## Exercise directions
From the data underneath, reproduce exactly the stretch that begins at the line with "find, if any." and ends after the line with "let byte_range = node.byte_range();".

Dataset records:
++++++++++
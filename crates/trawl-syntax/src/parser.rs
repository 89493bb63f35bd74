//! Parsing source text into owned syntax trees.
//!
//! A [`ParseResult`] keeps the tree and the text it was parsed from
//! together, so any node borrowed from it can be turned back into source.
//! Search candidates and pattern text go through the same wrapper.

use std::fmt;
use std::ops::Range;
use std::path::{Path, PathBuf};
use std::sync::atomic::{AtomicU64, Ordering};

use tree_sitter::{Node, Tree};

use crate::error::SyntaxError;
use crate::language::SupportedLanguage;
use crate::position::point_to_one_based;

const SNIPPET_CHARS: usize = 40;

static NEXT_TREE_ID: AtomicU64 = AtomicU64::new(1);

/// A parsed source file or fragment.
///
/// Tree-sitter recovers from syntax errors, so a result may hold error
/// nodes. [`ParseResult::issues`] lists them.
#[derive(Debug)]
pub struct ParseResult {
    id: u64,
    tree: Tree,
    source: String,
    language: SupportedLanguage,
    path: Option<PathBuf>,
}

impl ParseResult {
    /// Records the file the source was read from.
    #[must_use]
    pub fn with_path(mut self, path: impl Into<PathBuf>) -> Self {
        self.path = Some(path.into());
        self
    }

    /// Returns the file the source was read from, if any.
    #[must_use]
    pub fn path(&self) -> Option<&Path> {
        self.path.as_deref()
    }

    /// Returns an id no other tree parsed by this process shares.
    #[must_use]
    pub const fn id(&self) -> u64 {
        self.id
    }

    /// Names the tree in match results: its path, or `<memory>`.
    #[must_use]
    pub fn label(&self) -> String {
        self.path
            .as_deref()
            .map_or_else(|| String::from("<memory>"), |path| path.display().to_string())
    }

    /// Returns the source covered by `node`, or `""` for a foreign node.
    #[must_use]
    pub fn text(&self, node: Node<'_>) -> &str {
        self.source.get(node.byte_range()).unwrap_or_default()
    }

    /// Returns the full source text.
    #[must_use]
    pub fn source(&self) -> &str {
        &self.source
    }

    /// Returns the language the source was parsed as.
    #[must_use]
    pub const fn language(&self) -> SupportedLanguage {
        self.language
    }

    /// Returns the root node.
    #[must_use]
    pub fn root_node(&self) -> Node<'_> {
        self.tree.root_node()
    }

    /// Returns whether the tree contains error or missing nodes.
    #[must_use]
    pub fn has_errors(&self) -> bool {
        self.root_node().has_error()
    }

    /// Lists error and missing nodes in document order.
    ///
    /// Subtrees without errors are skipped.
    #[must_use]
    pub fn issues(&self) -> Vec<SyntaxIssue> {
        let mut issues = Vec::new();
        let mut pending = vec![self.root_node()];
        while let Some(node) = pending.pop() {
            if node.is_error() || node.is_missing() {
                issues.push(SyntaxIssue::at(node, &self.source));
                continue;
            }
            if !node.has_error() {
                continue;
            }
            let mut cursor = node.walk();
            let children: Vec<_> = node.children(&mut cursor).collect();
            pending.extend(children.into_iter().rev());
        }
        issues
    }
}

/// One place where the grammar could not make sense of the source.
#[derive(Debug, Clone, PartialEq, Eq)]
pub struct SyntaxIssue {
    /// Byte range of the offending node.
    pub byte_range: Range<usize>,
    /// One-based line of the start of the node.
    pub line: u32,
    /// One-based column of the start of the node.
    pub column: u32,
    /// The offending text, shortened to a few dozen characters.
    pub snippet: String,
    /// Kind of the node the parser expected but did not find, if any.
    pub missing: Option<String>,
}

impl SyntaxIssue {
    fn at(node: Node<'_>, source: &str) -> Self {
        let byte_range = node.byte_range();
        let text = source.get(byte_range.clone()).unwrap_or_default();
        let mut snippet: String = text.chars().take(SNIPPET_CHARS).collect();
        if text.chars().nth(SNIPPET_CHARS).is_some() {
            snippet.push_str("...");
        }
        let (line, column) = point_to_one_based(node.start_position());
        Self {
            byte_range,
            line,
            column,
            snippet,
            missing: node.is_missing().then(|| node.kind().to_owned()),
        }
    }
}

impl fmt::Display for SyntaxIssue {
    fn fmt(&self, f: &mut fmt::Formatter<'_>) -> fmt::Result {
        match &self.missing {
            Some(kind) => write!(f, "{}:{}: missing {kind}", self.line, self.column),
            None => write!(f, "{}:{}: unexpected '{}'", self.line, self.column, self.snippet),
        }
    }
}

/// A Tree-sitter parser bound to one language.
pub struct Parser {
    inner: tree_sitter::Parser,
    language: SupportedLanguage,
}

impl fmt::Debug for Parser {
    fn fmt(&self, f: &mut fmt::Formatter<'_>) -> fmt::Result {
        f.debug_struct("Parser")
            .field("language", &self.language)
            .finish_non_exhaustive()
    }
}

impl Parser {
    /// Creates a parser for `language`.
    ///
    /// # Errors
    ///
    /// Returns [`SyntaxError::GrammarUnavailable`] when Tree-sitter rejects
    /// the grammar.
    pub fn new(language: SupportedLanguage) -> Result<Self, SyntaxError> {
        let mut inner = tree_sitter::Parser::new();
        inner
            .set_language(&language.tree_sitter_language())
            .map_err(|error| SyntaxError::GrammarUnavailable {
                language,
                reason: error.to_string(),
            })?;
        Ok(Self { inner, language })
    }

    /// Returns the language this parser reads.
    #[must_use]
    pub const fn language(&self) -> SupportedLanguage {
        self.language
    }

    /// Parses `source`, keeping a copy of the text in the result.
    ///
    /// # Errors
    ///
    /// Returns [`SyntaxError::NoTree`] if Tree-sitter gives up entirely.
    /// Ordinary syntax errors are reported through
    /// [`ParseResult::issues`] instead.
    pub fn parse(&mut self, source: &str) -> Result<ParseResult, SyntaxError> {
        let tree = self.inner.parse(source, None).ok_or(SyntaxError::NoTree {
            language: self.language,
        })?;
        Ok(ParseResult {
            id: NEXT_TREE_ID.fetch_add(1, Ordering::Relaxed),
            tree,
            source: source.to_owned(),
            language: self.language,
            path: None,
        })
    }
}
++++++++++
## Result of this task
    /// Kind of the node the parser expected but did not find, if any.
    pub missing: Option<String>,
}

impl SyntaxIssue {
    fn at(node: Node<'_>, source: &str) -> Self {
        let byte_range = node.byte_range();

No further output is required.